Output the opening lines of the records exactly. End with the line that contains "schema.require_mark(mark)?;".

————————

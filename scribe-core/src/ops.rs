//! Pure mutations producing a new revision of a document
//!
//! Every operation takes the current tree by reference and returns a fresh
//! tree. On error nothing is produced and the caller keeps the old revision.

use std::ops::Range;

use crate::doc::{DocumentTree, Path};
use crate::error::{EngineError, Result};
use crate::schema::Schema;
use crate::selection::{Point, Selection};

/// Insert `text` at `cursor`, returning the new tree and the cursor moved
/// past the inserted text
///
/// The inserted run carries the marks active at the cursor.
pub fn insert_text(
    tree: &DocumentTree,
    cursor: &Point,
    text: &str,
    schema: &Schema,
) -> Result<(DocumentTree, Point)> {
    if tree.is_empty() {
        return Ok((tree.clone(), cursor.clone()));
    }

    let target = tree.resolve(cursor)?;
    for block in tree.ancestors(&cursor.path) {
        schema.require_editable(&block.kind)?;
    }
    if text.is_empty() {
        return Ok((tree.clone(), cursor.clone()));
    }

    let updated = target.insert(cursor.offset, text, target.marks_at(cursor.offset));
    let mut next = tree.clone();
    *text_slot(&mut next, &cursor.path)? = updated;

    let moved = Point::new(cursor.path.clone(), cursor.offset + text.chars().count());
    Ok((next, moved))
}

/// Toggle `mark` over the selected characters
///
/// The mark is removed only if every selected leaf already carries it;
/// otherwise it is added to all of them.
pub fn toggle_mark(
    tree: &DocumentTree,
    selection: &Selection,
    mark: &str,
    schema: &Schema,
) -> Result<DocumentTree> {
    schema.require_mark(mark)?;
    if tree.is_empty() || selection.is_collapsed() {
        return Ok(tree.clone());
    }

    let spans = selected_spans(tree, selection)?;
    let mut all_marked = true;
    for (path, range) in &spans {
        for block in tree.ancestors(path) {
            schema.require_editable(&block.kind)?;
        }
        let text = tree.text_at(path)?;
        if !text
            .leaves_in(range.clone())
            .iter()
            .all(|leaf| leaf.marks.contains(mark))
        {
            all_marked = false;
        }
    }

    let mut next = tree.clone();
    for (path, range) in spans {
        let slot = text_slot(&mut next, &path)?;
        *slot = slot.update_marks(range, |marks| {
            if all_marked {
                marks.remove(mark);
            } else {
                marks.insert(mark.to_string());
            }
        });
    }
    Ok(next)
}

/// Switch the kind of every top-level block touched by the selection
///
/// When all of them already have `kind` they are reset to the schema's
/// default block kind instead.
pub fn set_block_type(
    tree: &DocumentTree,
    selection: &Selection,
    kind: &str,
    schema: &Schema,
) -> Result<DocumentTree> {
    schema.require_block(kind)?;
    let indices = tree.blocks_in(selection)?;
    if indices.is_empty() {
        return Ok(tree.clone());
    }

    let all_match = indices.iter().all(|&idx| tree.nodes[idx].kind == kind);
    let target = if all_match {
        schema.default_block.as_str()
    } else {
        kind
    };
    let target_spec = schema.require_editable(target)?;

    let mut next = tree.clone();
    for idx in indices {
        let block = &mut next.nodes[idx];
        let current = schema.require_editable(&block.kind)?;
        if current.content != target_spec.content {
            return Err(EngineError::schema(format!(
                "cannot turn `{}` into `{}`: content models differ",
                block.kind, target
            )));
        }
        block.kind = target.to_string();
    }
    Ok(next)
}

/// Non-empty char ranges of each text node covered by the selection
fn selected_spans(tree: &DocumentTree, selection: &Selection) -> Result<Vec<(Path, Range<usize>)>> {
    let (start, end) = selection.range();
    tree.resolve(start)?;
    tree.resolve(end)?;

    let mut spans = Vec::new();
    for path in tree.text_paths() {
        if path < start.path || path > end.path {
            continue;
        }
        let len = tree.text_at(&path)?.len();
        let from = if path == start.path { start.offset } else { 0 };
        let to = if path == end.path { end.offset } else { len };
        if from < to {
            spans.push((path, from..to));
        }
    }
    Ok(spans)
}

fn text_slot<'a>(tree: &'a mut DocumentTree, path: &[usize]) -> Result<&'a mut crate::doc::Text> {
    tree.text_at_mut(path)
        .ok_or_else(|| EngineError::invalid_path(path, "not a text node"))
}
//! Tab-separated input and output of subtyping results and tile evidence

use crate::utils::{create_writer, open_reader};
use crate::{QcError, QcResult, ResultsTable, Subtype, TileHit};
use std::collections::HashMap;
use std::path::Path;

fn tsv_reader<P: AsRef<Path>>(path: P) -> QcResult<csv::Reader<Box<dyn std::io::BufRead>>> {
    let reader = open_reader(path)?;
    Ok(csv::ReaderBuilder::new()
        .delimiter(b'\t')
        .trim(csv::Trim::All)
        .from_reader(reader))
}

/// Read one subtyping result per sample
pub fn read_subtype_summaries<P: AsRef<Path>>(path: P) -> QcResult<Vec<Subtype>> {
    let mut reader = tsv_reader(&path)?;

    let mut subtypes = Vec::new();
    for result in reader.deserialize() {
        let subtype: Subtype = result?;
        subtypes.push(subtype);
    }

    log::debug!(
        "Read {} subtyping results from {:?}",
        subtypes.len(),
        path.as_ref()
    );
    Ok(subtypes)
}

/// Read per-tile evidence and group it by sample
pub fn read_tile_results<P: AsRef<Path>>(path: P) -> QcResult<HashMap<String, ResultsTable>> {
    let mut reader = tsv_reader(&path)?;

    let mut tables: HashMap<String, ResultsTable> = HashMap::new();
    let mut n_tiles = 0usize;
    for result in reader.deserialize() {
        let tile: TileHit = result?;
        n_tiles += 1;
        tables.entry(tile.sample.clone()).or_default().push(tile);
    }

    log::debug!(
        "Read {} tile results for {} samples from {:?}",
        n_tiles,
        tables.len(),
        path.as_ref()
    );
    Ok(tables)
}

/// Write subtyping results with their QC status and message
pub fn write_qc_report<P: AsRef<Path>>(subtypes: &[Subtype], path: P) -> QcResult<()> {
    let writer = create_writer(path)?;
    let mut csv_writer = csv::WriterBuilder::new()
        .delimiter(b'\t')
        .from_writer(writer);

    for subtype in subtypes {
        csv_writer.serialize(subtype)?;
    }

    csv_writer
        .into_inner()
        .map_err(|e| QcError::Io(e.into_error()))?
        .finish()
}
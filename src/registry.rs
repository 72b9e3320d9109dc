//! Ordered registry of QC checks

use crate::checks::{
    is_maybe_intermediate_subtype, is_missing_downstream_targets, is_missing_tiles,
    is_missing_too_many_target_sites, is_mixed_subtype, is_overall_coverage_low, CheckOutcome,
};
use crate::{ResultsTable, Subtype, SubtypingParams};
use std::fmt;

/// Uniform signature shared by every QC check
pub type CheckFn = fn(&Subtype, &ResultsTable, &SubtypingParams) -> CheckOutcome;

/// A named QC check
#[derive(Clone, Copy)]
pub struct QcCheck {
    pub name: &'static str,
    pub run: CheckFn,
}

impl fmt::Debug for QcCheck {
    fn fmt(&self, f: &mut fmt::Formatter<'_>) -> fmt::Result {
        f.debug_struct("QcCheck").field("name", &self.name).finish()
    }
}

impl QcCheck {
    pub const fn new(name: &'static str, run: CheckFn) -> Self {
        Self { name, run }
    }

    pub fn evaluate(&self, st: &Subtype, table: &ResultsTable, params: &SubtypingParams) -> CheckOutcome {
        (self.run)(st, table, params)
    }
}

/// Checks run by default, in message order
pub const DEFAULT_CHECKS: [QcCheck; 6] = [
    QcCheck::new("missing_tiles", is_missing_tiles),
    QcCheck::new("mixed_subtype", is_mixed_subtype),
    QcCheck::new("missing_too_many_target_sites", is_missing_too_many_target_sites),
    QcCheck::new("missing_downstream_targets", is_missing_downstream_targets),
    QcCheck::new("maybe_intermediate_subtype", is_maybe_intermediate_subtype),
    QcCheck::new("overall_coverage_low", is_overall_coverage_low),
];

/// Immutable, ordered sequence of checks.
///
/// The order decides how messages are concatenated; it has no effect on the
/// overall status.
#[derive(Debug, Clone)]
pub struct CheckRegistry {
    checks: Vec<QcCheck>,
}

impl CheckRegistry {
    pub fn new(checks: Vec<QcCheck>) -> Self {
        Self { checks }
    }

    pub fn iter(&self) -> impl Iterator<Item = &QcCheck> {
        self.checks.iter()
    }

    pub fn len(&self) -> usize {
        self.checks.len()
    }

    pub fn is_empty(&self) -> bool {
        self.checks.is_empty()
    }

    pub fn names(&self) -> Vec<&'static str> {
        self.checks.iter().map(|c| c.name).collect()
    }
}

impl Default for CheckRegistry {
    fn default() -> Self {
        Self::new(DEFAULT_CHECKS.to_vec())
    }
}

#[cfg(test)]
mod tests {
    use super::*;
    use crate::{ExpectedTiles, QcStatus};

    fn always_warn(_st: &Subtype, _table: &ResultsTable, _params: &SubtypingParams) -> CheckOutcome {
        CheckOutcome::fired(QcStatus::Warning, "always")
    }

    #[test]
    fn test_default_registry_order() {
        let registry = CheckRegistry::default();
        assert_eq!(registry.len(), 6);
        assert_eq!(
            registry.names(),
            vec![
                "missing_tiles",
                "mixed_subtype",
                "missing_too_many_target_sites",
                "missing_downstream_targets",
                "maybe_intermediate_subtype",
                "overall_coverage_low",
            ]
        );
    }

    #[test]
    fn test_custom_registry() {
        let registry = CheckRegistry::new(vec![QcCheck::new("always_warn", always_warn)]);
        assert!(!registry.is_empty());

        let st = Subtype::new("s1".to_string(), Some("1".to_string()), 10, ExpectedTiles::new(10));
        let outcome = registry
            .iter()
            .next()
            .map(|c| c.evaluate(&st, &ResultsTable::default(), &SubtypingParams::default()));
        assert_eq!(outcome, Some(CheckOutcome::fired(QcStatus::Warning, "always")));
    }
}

————————

▶ [OUTPUT OF THE TASK]
filename scribe-core/src/ops.rs
//! Pure mutations producing a new revision of a document
//!
//! Every operation takes the current tree by reference and returns a fresh
//! tree. On error nothing is produced and the caller keeps the old revision.

use std::ops::Range;

use crate::doc::{DocumentTree, Path};
use crate::error::{EngineError, Result};
use crate::schema::Schema;
use crate::selection::{Point, Selection};

/// Insert `text` at `cursor`, returning the new tree and the cursor moved
/// past the inserted text
///
/// The inserted run carries the marks active at the cursor.
pub fn insert_text(
    tree: &DocumentTree,
    cursor: &Point,
    text: &str,
    schema: &Schema,
) -> Result<(DocumentTree, Point)> {
    if tree.is_empty() {
        return Ok((tree.clone(), cursor.clone()));
    }

    let target = tree.resolve(cursor)?;
    for block in tree.ancestors(&cursor.path) {
        schema.require_editable(&block.kind)?;
    }
    if text.is_empty() {
        return Ok((tree.clone(), cursor.clone()));
    }

    let updated = target.insert(cursor.offset, text, target.marks_at(cursor.offset));
    let mut next = tree.clone();
    *text_slot(&mut next, &cursor.path)? = updated;

    let moved = Point::new(cursor.path.clone(), cursor.offset + text.chars().count());
    Ok((next, moved))
}

/// Toggle `mark` over the selected characters
///
/// The mark is removed only if every selected leaf already carries it;
/// otherwise it is added to all of them.
pub fn toggle_mark(
    tree: &DocumentTree,
    selection: &Selection,
    mark: &str,
    schema: &Schema,
) -> Result<DocumentTree> {
    schema.require_mark(mark)?;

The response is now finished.